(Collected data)
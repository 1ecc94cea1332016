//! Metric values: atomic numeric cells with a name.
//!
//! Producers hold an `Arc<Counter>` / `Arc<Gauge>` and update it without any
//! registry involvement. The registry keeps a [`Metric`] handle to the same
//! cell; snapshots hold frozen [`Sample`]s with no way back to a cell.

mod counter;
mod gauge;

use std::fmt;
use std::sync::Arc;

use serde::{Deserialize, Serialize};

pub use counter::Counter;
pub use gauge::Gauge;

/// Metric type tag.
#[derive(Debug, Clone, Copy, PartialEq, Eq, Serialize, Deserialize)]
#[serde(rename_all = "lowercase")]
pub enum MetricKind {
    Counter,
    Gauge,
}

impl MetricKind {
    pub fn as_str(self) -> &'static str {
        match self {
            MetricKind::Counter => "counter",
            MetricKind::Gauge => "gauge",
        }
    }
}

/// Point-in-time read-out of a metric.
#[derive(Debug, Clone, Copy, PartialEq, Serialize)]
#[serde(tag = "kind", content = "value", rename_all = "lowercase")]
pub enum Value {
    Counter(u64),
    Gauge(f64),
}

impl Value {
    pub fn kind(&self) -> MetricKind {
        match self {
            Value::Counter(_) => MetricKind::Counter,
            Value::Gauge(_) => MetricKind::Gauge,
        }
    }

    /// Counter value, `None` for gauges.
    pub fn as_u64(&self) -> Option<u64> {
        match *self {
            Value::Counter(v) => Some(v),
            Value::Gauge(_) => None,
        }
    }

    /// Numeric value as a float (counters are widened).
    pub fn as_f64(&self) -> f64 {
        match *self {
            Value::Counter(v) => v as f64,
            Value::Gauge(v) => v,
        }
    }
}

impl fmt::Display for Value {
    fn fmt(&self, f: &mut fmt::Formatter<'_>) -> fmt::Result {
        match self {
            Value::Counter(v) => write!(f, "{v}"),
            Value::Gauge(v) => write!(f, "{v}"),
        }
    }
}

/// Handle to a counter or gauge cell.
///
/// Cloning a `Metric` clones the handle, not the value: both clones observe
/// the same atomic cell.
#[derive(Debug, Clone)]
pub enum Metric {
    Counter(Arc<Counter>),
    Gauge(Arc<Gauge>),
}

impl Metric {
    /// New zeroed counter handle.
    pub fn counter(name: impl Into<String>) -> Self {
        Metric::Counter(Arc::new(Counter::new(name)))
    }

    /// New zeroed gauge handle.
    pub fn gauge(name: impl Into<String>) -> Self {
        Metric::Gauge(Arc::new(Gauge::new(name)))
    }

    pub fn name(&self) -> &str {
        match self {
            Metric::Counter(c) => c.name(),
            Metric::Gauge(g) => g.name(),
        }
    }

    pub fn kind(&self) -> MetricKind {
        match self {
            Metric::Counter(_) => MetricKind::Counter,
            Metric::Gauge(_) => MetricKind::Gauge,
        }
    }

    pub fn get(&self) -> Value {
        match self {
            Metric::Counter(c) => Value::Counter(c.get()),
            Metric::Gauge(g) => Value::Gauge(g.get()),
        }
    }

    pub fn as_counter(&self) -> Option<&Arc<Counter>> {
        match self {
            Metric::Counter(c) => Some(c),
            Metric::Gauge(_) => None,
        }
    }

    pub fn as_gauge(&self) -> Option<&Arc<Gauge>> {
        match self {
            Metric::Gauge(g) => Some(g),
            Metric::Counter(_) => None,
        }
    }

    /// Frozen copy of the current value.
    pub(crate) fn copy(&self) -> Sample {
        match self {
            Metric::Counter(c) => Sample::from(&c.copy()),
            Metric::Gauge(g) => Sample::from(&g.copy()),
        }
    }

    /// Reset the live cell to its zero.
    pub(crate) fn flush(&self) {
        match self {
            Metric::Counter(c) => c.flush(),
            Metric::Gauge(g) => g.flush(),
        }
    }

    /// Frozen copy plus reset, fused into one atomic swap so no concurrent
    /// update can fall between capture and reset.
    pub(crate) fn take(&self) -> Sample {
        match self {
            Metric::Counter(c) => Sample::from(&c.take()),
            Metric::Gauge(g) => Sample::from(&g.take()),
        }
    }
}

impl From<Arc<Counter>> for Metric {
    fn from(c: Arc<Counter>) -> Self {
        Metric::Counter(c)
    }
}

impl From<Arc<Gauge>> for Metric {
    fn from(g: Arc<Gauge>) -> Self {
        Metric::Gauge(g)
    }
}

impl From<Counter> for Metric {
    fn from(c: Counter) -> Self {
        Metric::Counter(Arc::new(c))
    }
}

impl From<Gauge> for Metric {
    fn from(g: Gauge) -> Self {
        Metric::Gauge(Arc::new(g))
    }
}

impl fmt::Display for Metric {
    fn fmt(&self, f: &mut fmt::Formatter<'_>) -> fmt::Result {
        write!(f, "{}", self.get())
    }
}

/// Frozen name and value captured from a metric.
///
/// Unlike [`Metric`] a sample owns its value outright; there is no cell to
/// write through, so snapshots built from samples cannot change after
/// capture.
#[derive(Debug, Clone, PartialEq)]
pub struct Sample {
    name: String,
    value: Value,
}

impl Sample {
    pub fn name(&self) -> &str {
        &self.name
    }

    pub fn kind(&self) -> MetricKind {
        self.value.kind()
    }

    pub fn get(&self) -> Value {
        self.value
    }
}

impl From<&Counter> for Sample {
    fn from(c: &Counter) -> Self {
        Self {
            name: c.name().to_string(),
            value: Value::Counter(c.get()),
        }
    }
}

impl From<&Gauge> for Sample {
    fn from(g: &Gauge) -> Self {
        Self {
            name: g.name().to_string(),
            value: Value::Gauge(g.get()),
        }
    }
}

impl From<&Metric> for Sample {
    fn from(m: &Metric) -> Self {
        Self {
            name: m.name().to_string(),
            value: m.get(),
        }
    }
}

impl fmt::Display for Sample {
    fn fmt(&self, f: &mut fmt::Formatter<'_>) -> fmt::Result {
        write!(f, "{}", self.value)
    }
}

==

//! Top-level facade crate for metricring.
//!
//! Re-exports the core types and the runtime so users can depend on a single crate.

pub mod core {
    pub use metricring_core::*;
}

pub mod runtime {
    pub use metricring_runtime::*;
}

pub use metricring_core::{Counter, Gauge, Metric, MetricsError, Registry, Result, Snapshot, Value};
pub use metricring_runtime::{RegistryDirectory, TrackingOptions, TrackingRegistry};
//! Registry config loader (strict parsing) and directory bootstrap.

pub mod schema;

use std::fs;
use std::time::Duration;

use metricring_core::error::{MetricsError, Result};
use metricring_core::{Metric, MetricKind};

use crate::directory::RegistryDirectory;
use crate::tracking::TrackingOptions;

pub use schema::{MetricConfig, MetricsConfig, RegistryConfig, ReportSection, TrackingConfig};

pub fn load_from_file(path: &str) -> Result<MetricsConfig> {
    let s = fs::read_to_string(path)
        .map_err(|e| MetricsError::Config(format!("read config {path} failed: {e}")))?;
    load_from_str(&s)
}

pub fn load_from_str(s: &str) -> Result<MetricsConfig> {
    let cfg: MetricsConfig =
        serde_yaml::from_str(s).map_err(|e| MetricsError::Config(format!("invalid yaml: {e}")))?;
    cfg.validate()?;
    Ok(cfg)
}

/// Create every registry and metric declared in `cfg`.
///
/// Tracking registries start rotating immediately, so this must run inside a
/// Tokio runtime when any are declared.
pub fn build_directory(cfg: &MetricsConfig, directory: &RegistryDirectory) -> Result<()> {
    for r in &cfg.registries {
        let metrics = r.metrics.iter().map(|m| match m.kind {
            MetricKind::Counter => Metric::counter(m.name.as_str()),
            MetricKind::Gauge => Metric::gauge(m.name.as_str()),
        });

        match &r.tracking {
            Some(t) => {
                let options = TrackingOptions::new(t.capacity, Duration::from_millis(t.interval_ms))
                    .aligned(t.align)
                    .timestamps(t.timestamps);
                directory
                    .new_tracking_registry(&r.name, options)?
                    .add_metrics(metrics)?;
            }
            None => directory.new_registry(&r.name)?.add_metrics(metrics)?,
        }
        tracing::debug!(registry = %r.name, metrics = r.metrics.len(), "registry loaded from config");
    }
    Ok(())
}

WHAT YOU HAVE TO DO: Copy out each line of the records where the string "same" appears.

RESPONSE TO THE EXERCISE:
//! registry involvement. The registry keeps a [`Metric`] handle to the same
/// the same atomic cell.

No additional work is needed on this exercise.